The sessions ran from May 19 to 25, 1984 at Britannia Row Studios in London — the facility Pink Floyd had built and used for Animals and The Wall. Produced by Vic Maile and Guy Bidmead, the recordings captured the four-piece Motörhead at a pace and ferocity that was designed, in Lemmy’s own framing, to remind everyone of what the band actually was. Maile, who had engineered Ace of Spades, knew exactly how to capture that sound without sanitizing it. The full-length version ran to four minutes and thirty-nine seconds. The 7-inch single was edited to three-fifty. Both versions are essentially the same freight train at slightly different lengths. The music video, directed by Rod Swenson — manager of the Plasmatics — was banned by MTV for what the channel described as excessive and senseless violence, which, given that this was 1984 MTV, was an almost impressive distinction to earn.

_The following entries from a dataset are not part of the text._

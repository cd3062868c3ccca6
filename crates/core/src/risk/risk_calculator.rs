use crate::assessment::ConnectionRecord;
use crate::constants::{MAX_CONNECTION_SCORE, MAX_DISEASE_STATUS_SCORE};
use crate::countries::CountryId;
use crate::diseases::{Disease, DiseaseScores};
use crate::errors::Result;
use crate::pathways::PathwayMatrix;
use crate::risk::risk_config::RiskModelConfig;
use crate::risk::risk_model::{RiskAssessmentInput, RiskScoreResult};

use log::{debug, warn};
use std::collections::{BTreeMap, HashMap};

/// Computes one composite risk score per (source country, disease) pair.
///
/// For each pair:
/// `round(diseaseRisk * mitigationFactor * (pathwayScore / 3) * (connectionStrength / 3))`,
/// clamped to the configured score range. `None` inputs count as 0; the
/// workflow's validation gate is responsible for completeness.
///
/// Pure and deterministic: identical inputs give identical output. Fails with
/// a configuration error when the matrix lacks an entry for any assessed
/// disease, before any result is produced.
///
/// # Arguments
///
/// * `input` - Snapshot of the receiver, the selected source countries and their records.
/// * `matrix` - Pathway effectiveness reference data.
/// * `config` - Model parameters.
///
pub fn compute_risk_scores(
    input: &RiskAssessmentInput,
    matrix: &PathwayMatrix,
    config: &RiskModelConfig,
) -> Result<Vec<RiskScoreResult>> {
    let pathway_scores = Disease::ALL
        .iter()
        .map(|d| matrix.pathway_score(*d).map(|score| (*d, score)))
        .collect::<Result<BTreeMap<Disease, f64>>>()?;

    let disease_status: HashMap<CountryId, DiseaseScores> = input
        .disease_status
        .iter()
        .map(|row| (row.country_id, row.scores))
        .collect();
    let mitigation_measures: HashMap<CountryId, DiseaseScores> = input
        .mitigation_measures
        .iter()
        .map(|row| (row.country_id, row.scores))
        .collect();
    let connections: HashMap<CountryId, &ConnectionRecord> = input
        .connections
        .iter()
        .map(|record| (record.country_id, record))
        .collect();

    let mut results = Vec::with_capacity(input.source_countries.len() * Disease::ALL.len());

    for country in &input.source_countries {
        if country.id == input.receiver.id {
            warn!(
                "Skipping receiver country {} listed as a source country",
                country.display_name
            );
            continue;
        }

        let status = disease_status.get(&country.id).copied().unwrap_or_default();
        let mitigation = mitigation_measures
            .get(&country.id)
            .copied()
            .unwrap_or_default();
        let connection_strength = connection_strength(connections.get(&country.id).copied());

        for disease in Disease::ALL {
            let disease_risk = status.get(disease).unwrap_or(0).min(MAX_DISEASE_STATUS_SCORE);
            let mitigation_factor = config.mitigation_factor(mitigation.get(disease).unwrap_or(0));
            let pathway_score = pathway_scores[&disease];

            let raw = f64::from(disease_risk)
                * mitigation_factor
                * (pathway_score / config.pathway_scale)
                * (connection_strength / config.connection_scale);

            results.push(RiskScoreResult {
                source_country_id: country.id,
                source_country: country.display_name.clone(),
                disease,
                risk_score: config.to_risk_score(raw),
                disease_risk,
                pathway_score,
                connection_strength,
            });
        }
    }

    debug!(
        "Computed {} risk scores for receiver {} across {} source countries",
        results.len(),
        input.receiver.display_name,
        input.source_countries.len()
    );

    Ok(results)
}

/// Mean of the six connection factors, `None` counted as 0.
pub fn connection_strength(record: Option<&ConnectionRecord>) -> f64 {
    let Some(record) = record else {
        return 0.0;
    };
    let values = record.values();
    let total: u32 = values
        .iter()
        .map(|v| u32::from(v.unwrap_or(0).min(MAX_CONNECTION_SCORE)))
        .sum();
    f64::from(total) / values.len() as f64
}

/// Orders results by descending risk score. Ties keep their input order.
pub fn rank_by_risk(results: &mut [RiskScoreResult]) {
    results.sort_by(|a, b| b.risk_score.cmp(&a.risk_score));
}
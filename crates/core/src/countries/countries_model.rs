//! Country domain models.

use serde::{Deserialize, Serialize};

/// Identifier assigned to a country by the country directory.
pub type CountryId = i64;

/// Reference entity describing a country.
#[derive(Debug, Clone, PartialEq, Eq, Serialize, Deserialize)]
#[serde(rename_all = "camelCase")]
pub struct Country {
    pub id: CountryId,
    pub iso3: String,
    pub display_name: String,
    #[serde(default, skip_serializing_if = "Option::is_none")]
    pub subregion: Option<String>,
}

impl Country {
    pub fn new(id: CountryId, iso3: impl Into<String>, display_name: impl Into<String>) -> Self {
        Self {
            id,
            iso3: iso3.into(),
            display_name: display_name.into(),
            subregion: None,
        }
    }

    pub fn with_subregion(mut self, subregion: impl Into<String>) -> Self {
        self.subregion = Some(subregion.into());
        self
    }
}
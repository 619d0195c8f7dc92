// src/pipeline.rs
//! Orchestration: fetch → keyword filter → classify → extract → normalize →
//! score → dedup → persist.
//!
//! Articles are processed sequentially. A failure in any per-article stage drops
//! that article only; writer failures are recorded in the report. Nothing here
//! aborts a run.

use chrono::{DateTime, Utc};
use metrics::{counter, gauge, histogram};
use thiserror::Error;
use tracing::{debug, info, warn};

use crate::classify::{ClassifiedArticle, DealClassifier, KeywordEngine};
use crate::config::PipelineConfig;
use crate::deal::StructuredDeal;
use crate::dedup::deduplicate;
use crate::extract::{clean_llm_output, JsonStrategy, LlmOracle};
use crate::ingest::types::{NewsFetcher, RawArticle};
use crate::ingest::MultiQueryFetcher;
use crate::metrics::ensure_metrics_described;
use crate::storage::{StorageWriter, WriteReport};

/// Why a single article produced no deal.
#[derive(Debug, Error, PartialEq, Eq)]
pub enum ArticleError {
    #[error("article has no content")]
    EmptyContent,
    #[error("llm oracle failed: {0}")]
    Oracle(String),
    #[error("llm output contained no usable JSON object")]
    Unparseable,
}

/// Result of one writer for the run's final batch.
#[derive(Debug)]
pub struct WriterOutcome {
    pub writer: &'static str,
    pub result: Result<WriteReport, String>,
}

#[derive(Debug, Default)]
pub struct PipelineReport {
    pub fetched: usize,
    pub after_keyword_filter: usize,
    pub classified: usize,
    pub skipped_empty: usize,
    pub oracle_failures: usize,
    pub parse_failures: usize,
    pub extracted: usize,
    pub deals: Vec<StructuredDeal>,
    pub writes: Vec<WriterOutcome>,
}

impl PipelineReport {
    pub fn dedup_removed(&self) -> usize {
        self.extracted.saturating_sub(self.deals.len())
    }
}

pub struct Pipeline {
    fetcher: Box<dyn NewsFetcher>,
    oracle: Box<dyn LlmOracle>,
    classifier: DealClassifier,
    keyword_engine: Option<KeywordEngine>,
    writers: Vec<Box<dyn StorageWriter>>,
    json_strategy: JsonStrategy,
    max_per_query: u32,
}

impl Pipeline {
    pub fn new(
        fetcher: Box<dyn NewsFetcher>,
        oracle: Box<dyn LlmOracle>,
        classifier: DealClassifier,
    ) -> Self {
        Self {
            fetcher,
            oracle,
            classifier,
            keyword_engine: None,
            writers: Vec::new(),
            json_strategy: JsonStrategy::default(),
            max_per_query: 5,
        }
    }

    /// Wire the classifier, keyword filter and extraction settings from config.
    pub fn from_config(
        cfg: &PipelineConfig,
        fetcher: Box<dyn NewsFetcher>,
        oracle: Box<dyn LlmOracle>,
    ) -> Self {
        let mut p = Self::new(fetcher, oracle, DealClassifier::from_config(&cfg.classifier))
            .with_json_strategy(cfg.llm.json_strategy)
            .with_max_per_query(cfg.fetch.max_per_query);
        if cfg.keyword_filter.enabled {
            p = p.with_keyword_filter(KeywordEngine::from_config(&cfg.keyword_filter));
        }
        p
    }

    pub fn with_keyword_filter(mut self, engine: KeywordEngine) -> Self {
        self.keyword_engine = Some(engine);
        self
    }

    pub fn with_writer(mut self, writer: Box<dyn StorageWriter>) -> Self {
        self.writers.push(writer);
        self
    }

    pub fn with_json_strategy(mut self, strategy: JsonStrategy) -> Self {
        self.json_strategy = strategy;
        self
    }

    pub fn with_max_per_query(mut self, n: u32) -> Self {
        self.max_per_query = n;
        self
    }

    pub fn writer_names(&self) -> Vec<&'static str> {
        self.writers.iter().map(|w| w.name()).collect()
    }

    /// Full run: multi-query fetch, then everything downstream.
    pub async fn run(&self, queries: &[String]) -> PipelineReport {
        ensure_metrics_described();
        let run_ts = Utc::now();

        let raw = MultiQueryFetcher::new(self.fetcher.as_ref())
            .fetch_from_queries(queries, self.max_per_query)
            .await;
        info!(target: "pipeline", fetched = raw.len(), provider = self.fetcher.name(), "raw fetched from multi-query");

        self.run_with_articles(raw, run_ts).await
    }

    /// Everything after fetch. `run_ts` is stamped on every deal of this run.
    pub async fn run_with_articles(
        &self,
        raw: Vec<RawArticle>,
        run_ts: DateTime<Utc>,
    ) -> PipelineReport {
        ensure_metrics_described();
        let mut report = PipelineReport {
            fetched: raw.len(),
            ..Default::default()
        };

        let filtered = match &self.keyword_engine {
            Some(engine) => engine.filter_articles(raw),
            None => raw,
        };
        report.after_keyword_filter = filtered.len();
        info!(target: "pipeline", kept = filtered.len(), "after keyword filter");

        let deal_articles = self.classifier.filter_deal_articles(filtered);
        report.classified = deal_articles.len();
        counter!("deals_articles_classified_total").increment(deal_articles.len() as u64);
        info!(target: "pipeline", confirmed = deal_articles.len(), threshold = self.classifier.threshold(), "confirmed deal articles");

        let mut structured = Vec::with_capacity(deal_articles.len());
        for article in &deal_articles {
            match self.process_article(article, run_ts).await {
                Ok(deal) => structured.push(deal),
                Err(ArticleError::EmptyContent) => report.skipped_empty += 1,
                Err(e @ ArticleError::Oracle(_)) => {
                    warn!(target: "pipeline", url = %article.article.url, error = %e, "article dropped");
                    counter!("deals_oracle_errors_total").increment(1);
                    report.oracle_failures += 1;
                }
                Err(e @ ArticleError::Unparseable) => {
                    warn!(target: "pipeline", url = %article.article.url, error = %e, "article dropped");
                    counter!("deals_parse_failures_total").increment(1);
                    report.parse_failures += 1;
                }
            }
        }
        report.extracted = structured.len();
        counter!("deals_extracted_total").increment(structured.len() as u64);

        report.deals = deduplicate(structured);
        counter!("deals_dedup_removed_total").increment(report.dedup_removed() as u64);
        info!(
            target: "pipeline",
            extracted = report.extracted,
            unique = report.deals.len(),
            "structured deals after deduplication"
        );

        report.writes = self.persist(&report.deals).await;

        gauge!("deals_pipeline_last_run_ts").set(run_ts.timestamp().max(0) as f64);
        report
    }

    /// One article through oracle → cleaner → normalizer → scorer.
    pub async fn process_article(
        &self,
        article: &ClassifiedArticle,
        run_ts: DateTime<Utc>,
    ) -> Result<StructuredDeal, ArticleError> {
        let text = article.article.content.as_str();
        if text.trim().is_empty() {
            debug!(target: "pipeline", url = %article.article.url, "skipping article without content");
            return Err(ArticleError::EmptyContent);
        }

        let t0 = std::time::Instant::now();
        let raw_output = self
            .oracle
            .complete(text)
            .await
            .map_err(|e| ArticleError::Oracle(format!("{e:#}")))?;
        histogram!("deals_oracle_ms").record(t0.elapsed().as_secs_f64() * 1_000.0);

        let fields =
            clean_llm_output(&raw_output, self.json_strategy).ok_or(ArticleError::Unparseable)?;
        let deal = StructuredDeal::assemble(fields, article.article.url.clone(), run_ts);
        debug!(
            target: "pipeline",
            url = %deal.source_url(),
            confidence = deal.confidence,
            value = ?deal.deal_value_normalized,
            ingested_at = %deal.ingestion_timestamp_iso(),
            "deal extracted"
        );
        Ok(deal)
    }

    async fn persist(&self, deals: &[StructuredDeal]) -> Vec<WriterOutcome> {
        let mut outcomes = Vec::with_capacity(self.writers.len());
        for w in &self.writers {
            let result = match w.save_structured_deals(deals).await {
                Ok(r) => {
                    counter!("deals_persisted_total").increment(r.written as u64);
                    info!(
                        target: "storage",
                        writer = w.name(),
                        written = r.written,
                        skipped = r.skipped_duplicates,
                        failed = r.failed,
                        "stored deals"
                    );
                    Ok(r)
                }
                Err(e) => {
                    warn!(target: "storage", writer = w.name(), error = ?e, "storage write failed");
                    Err(format!("{e:#}"))
                }
            };
            outcomes.push(WriterOutcome {
                writer: w.name(),
                result,
            });
        }
        outcomes
    }
}
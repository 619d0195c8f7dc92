// src/storage/csv.rs
use anyhow::{Context, Result};
use async_trait::async_trait;
use std::collections::HashSet;
use std::fs::OpenOptions;
use std::path::{Path, PathBuf};
use tracing::warn;

use super::{DealRow, StorageWriter, WriteReport, FIELDNAMES};
use crate::deal::StructuredDeal;

/// Append-only CSV file with a fixed header.
pub struct CsvStorageWriter {
    path: PathBuf,
}

impl CsvStorageWriter {
    pub fn new(path: impl Into<PathBuf>) -> Self {
        Self { path: path.into() }
    }

    pub fn path(&self) -> &Path {
        &self.path
    }

    /// Source URLs already in the file. An unreadable file is logged and treated as empty.
    pub fn existing_urls(&self) -> HashSet<String> {
        let has_content = std::fs::metadata(&self.path)
            .map(|m| m.len() > 0)
            .unwrap_or(false);
        if !has_content {
            return HashSet::new();
        }
        match read_urls(&self.path) {
            Ok(urls) => urls,
            Err(e) => {
                warn!(target: "storage", path = %self.path.display(), error = ?e, "failed to read csv file");
                HashSet::new()
            }
        }
    }

    /// All rows currently stored.
    pub fn load_rows(&self) -> Result<Vec<DealRow>> {
        let mut rdr = csv::Reader::from_path(&self.path)
            .with_context(|| format!("opening {}", self.path.display()))?;
        let mut out = Vec::new();
        for row in rdr.deserialize() {
            out.push(row.context("decoding csv row")?);
        }
        Ok(out)
    }

    fn append(&self, deals: &[StructuredDeal]) -> Result<WriteReport> {
        let mut seen = self.existing_urls();
        let is_new = std::fs::metadata(&self.path)
            .map(|m| m.len() == 0)
            .unwrap_or(true);

        let file = OpenOptions::new()
            .create(true)
            .append(true)
            .open(&self.path)
            .with_context(|| format!("opening {} for append", self.path.display()))?;
        let mut wtr = csv::WriterBuilder::new()
            .has_headers(false)
            .from_writer(file);

        if is_new {
            wtr.write_record(FIELDNAMES).context("writing csv header")?;
        }

        let mut report = WriteReport::default();
        for deal in deals {
            let row = DealRow::from(deal);
            if !seen.insert(row.source_url.clone()) {
                report.skipped_duplicates += 1;
                continue;
            }
            match wtr.serialize(&row) {
                Ok(()) => report.written += 1,
                Err(e) => {
                    warn!(target: "storage", url = %row.source_url, error = %e, "failed writing csv row");
                    report.failed += 1;
                }
            }
        }
        wtr.flush().context("flushing csv writer")?;
        Ok(report)
    }
}

fn read_urls(path: &Path) -> Result<HashSet<String>> {
    let mut rdr = csv::Reader::from_path(path)?;
    let idx = rdr
        .headers()?
        .iter()
        .position(|h| h == "source_url")
        .context("csv header has no source_url column")?;
    let mut urls = HashSet::new();
    for rec in rdr.records() {
        if let Some(url) = rec?.get(idx) {
            urls.insert(url.to_string());
        }
    }
    Ok(urls)
}

#[async_trait]
impl StorageWriter for CsvStorageWriter {
    async fn save_structured_deals(&self, deals: &[StructuredDeal]) -> Result<WriteReport> {
        self.append(deals)
    }

    fn name(&self) -> &'static str {
        "csv"
    }
}
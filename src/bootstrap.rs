// src/bootstrap.rs
//! Build a ready-to-run `Pipeline` from configuration.
//!
//! Anything that cannot be built from the config (missing API key, bad HTTP
//! client settings, unusable cache dir) is a configuration error. A storage
//! backend that fails to open only disables that writer.

use anyhow::{Context, Result};
use tracing::{info, warn};

use crate::config::{FetchProvider, PipelineConfig};
use crate::extract::{CachingOracle, LlmOracle, OllamaOracle};
use crate::ingest::providers::{GNewsFetcher, GdeltFetcher};
use crate::ingest::types::NewsFetcher;
use crate::pipeline::Pipeline;
use crate::storage::{CsvStorageWriter, SqliteStorageWriter, StorageWriter};

pub fn build_fetcher(cfg: &PipelineConfig) -> Result<Box<dyn NewsFetcher>> {
    Ok(match cfg.fetch.provider {
        FetchProvider::Gnews => {
            let key = cfg.resolve_api_key().context("gnews api key")?;
            Box::new(GNewsFetcher::new(&cfg.fetch, key)?)
        }
        FetchProvider::Gdelt => Box::new(GdeltFetcher::new(&cfg.fetch)?),
    })
}

pub fn build_oracle(cfg: &PipelineConfig) -> Result<Box<dyn LlmOracle>> {
    let ollama = OllamaOracle::new(&cfg.llm)?;
    Ok(match &cfg.llm.cache_dir {
        Some(dir) => Box::new(CachingOracle::new(ollama, dir.clone(), cfg.llm.daily_limit)?),
        None => Box::new(ollama),
    })
}

pub async fn build_writers(cfg: &PipelineConfig) -> Vec<Box<dyn StorageWriter>> {
    let mut writers: Vec<Box<dyn StorageWriter>> = Vec::new();
    if let Some(path) = &cfg.storage.csv_path {
        writers.push(Box::new(CsvStorageWriter::new(path.clone())));
    }
    if let Some(path) = &cfg.storage.sqlite_path {
        match SqliteStorageWriter::open(path).await {
            Ok(db) => writers.push(Box::new(db)),
            Err(e) => {
                warn!(target: "storage", path = %path.display(), error = ?e, "sqlite writer disabled")
            }
        }
    }
    writers
}

pub async fn build_pipeline(cfg: &PipelineConfig) -> Result<Pipeline> {
    let mut pipeline = Pipeline::from_config(cfg, build_fetcher(cfg)?, build_oracle(cfg)?);
    for w in build_writers(cfg).await {
        pipeline = pipeline.with_writer(w);
    }
    info!(
        target: "pipeline",
        provider = ?cfg.fetch.provider,
        writers = ?pipeline.writer_names(),
        "pipeline built"
    );
    Ok(pipeline)
}

#[cfg(test)]
mod tests {
    use super::*;
    use crate::config::ENV_GNEWS_API_KEY;

    fn cfg_in(dir: &std::path::Path) -> PipelineConfig {
        let mut cfg = PipelineConfig::default();
        cfg.storage.csv_path = Some(dir.join("deals.csv"));
        cfg.storage.sqlite_path = Some(dir.join("deals.db"));
        cfg
    }

    #[serial_test::serial]
    #[tokio::test]
    async fn missing_gnews_key_is_a_config_error() {
        std::env::remove_var(ENV_GNEWS_API_KEY);
        let dir = tempfile::tempdir().unwrap();
        let err = build_pipeline(&cfg_in(dir.path())).await.err().unwrap();
        assert!(format!("{err:#}").contains(ENV_GNEWS_API_KEY));

        std::env::set_var(ENV_GNEWS_API_KEY, "k");
        let p = build_pipeline(&cfg_in(dir.path())).await.unwrap();
        std::env::remove_var(ENV_GNEWS_API_KEY);
        assert_eq!(p.writer_names(), vec!["csv", "sqlite"]);
    }

    #[tokio::test]
    async fn gdelt_needs_no_key_and_bad_sqlite_only_drops_that_writer() {
        let dir = tempfile::tempdir().unwrap();
        let mut cfg = cfg_in(dir.path());
        cfg.fetch.provider = FetchProvider::Gdelt;
        cfg.storage.sqlite_path = Some(dir.path().join("missing-dir").join("deals.db"));

        let p = build_pipeline(&cfg).await.unwrap();
        assert_eq!(p.writer_names(), vec!["csv"]);
    }

    #[tokio::test]
    async fn unusable_cache_dir_is_a_config_error() {
        let dir = tempfile::tempdir().unwrap();
        let blocker = dir.path().join("not-a-dir");
        std::fs::write(&blocker, "x").unwrap();

        let mut cfg = cfg_in(dir.path());
        cfg.llm.cache_dir = Some(blocker.join("cache"));
        assert!(build_oracle(&cfg).is_err());
    }
}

No Remorse was both an ending and a reset. It closed Motörhead’s nine-year relationship with Bronze Records — a relationship that concluded in a two-year court case, during which the label banned the band from recording studios entirely. The four new songs it contained, including “Killed by Death,” were the first recordings to feature the expanded lineup that would carry Motörhead through to 1995 and define the band’s middle era. Lemmy had spent those May sessions acutely aware that the label regarded this as a farewell. He used it as a foundation. When Motörhead signed with GWR Records and returned to making studio albums with Orgasmatron in 1986, the momentum built on those four new No Remorse recordings — and the commercial exposure of the No Remorse tour, including a ferocious live performance on Channel 4’s The Tube in October 1984 — was a significant part of why the new chapter worked.
What “Killed by Death” became in the decades that followed is the real story. It logged over 1,200 documented live performances — the fourth most-played song in the band’s catalog. Loudwire ranked it second in their all-time Motörhead top ten. It appeared in the video game Scarface: The World Is Yours, served as the soundtrack to Hell in the British comedy-drama Heist, and was covered by Beast in Black, Crucified Barbara, and Paragon. Phil Campbell still performs it with the Bastard Sons, and it closed their 2023 live album. The lyric from the first verse was used as an epigraph in a 1993 novel. A re-recorded version exists in the Rock Band Metal Track Pack. The song that flopped at Number 51 turned out to have infinite half-lives.
Lemmy died on December 28, 2015, four days after his 70th birthday and eleven days after being diagnosed with an aggressive cancer. He told Ozzy Osbourne near the end: “I could have lived a lot longer and taken care of myself, but I lived my life the way I want to live and I ain’t got no regrets.” The title of his most beloved song appeared in virtually every obituary written. It was not ironic. It was fitting — a man who built an identity around confronting mortality without flinching, leaving behind a song called “Killed by Death” that sounds, every time it starts up, like it will never stop.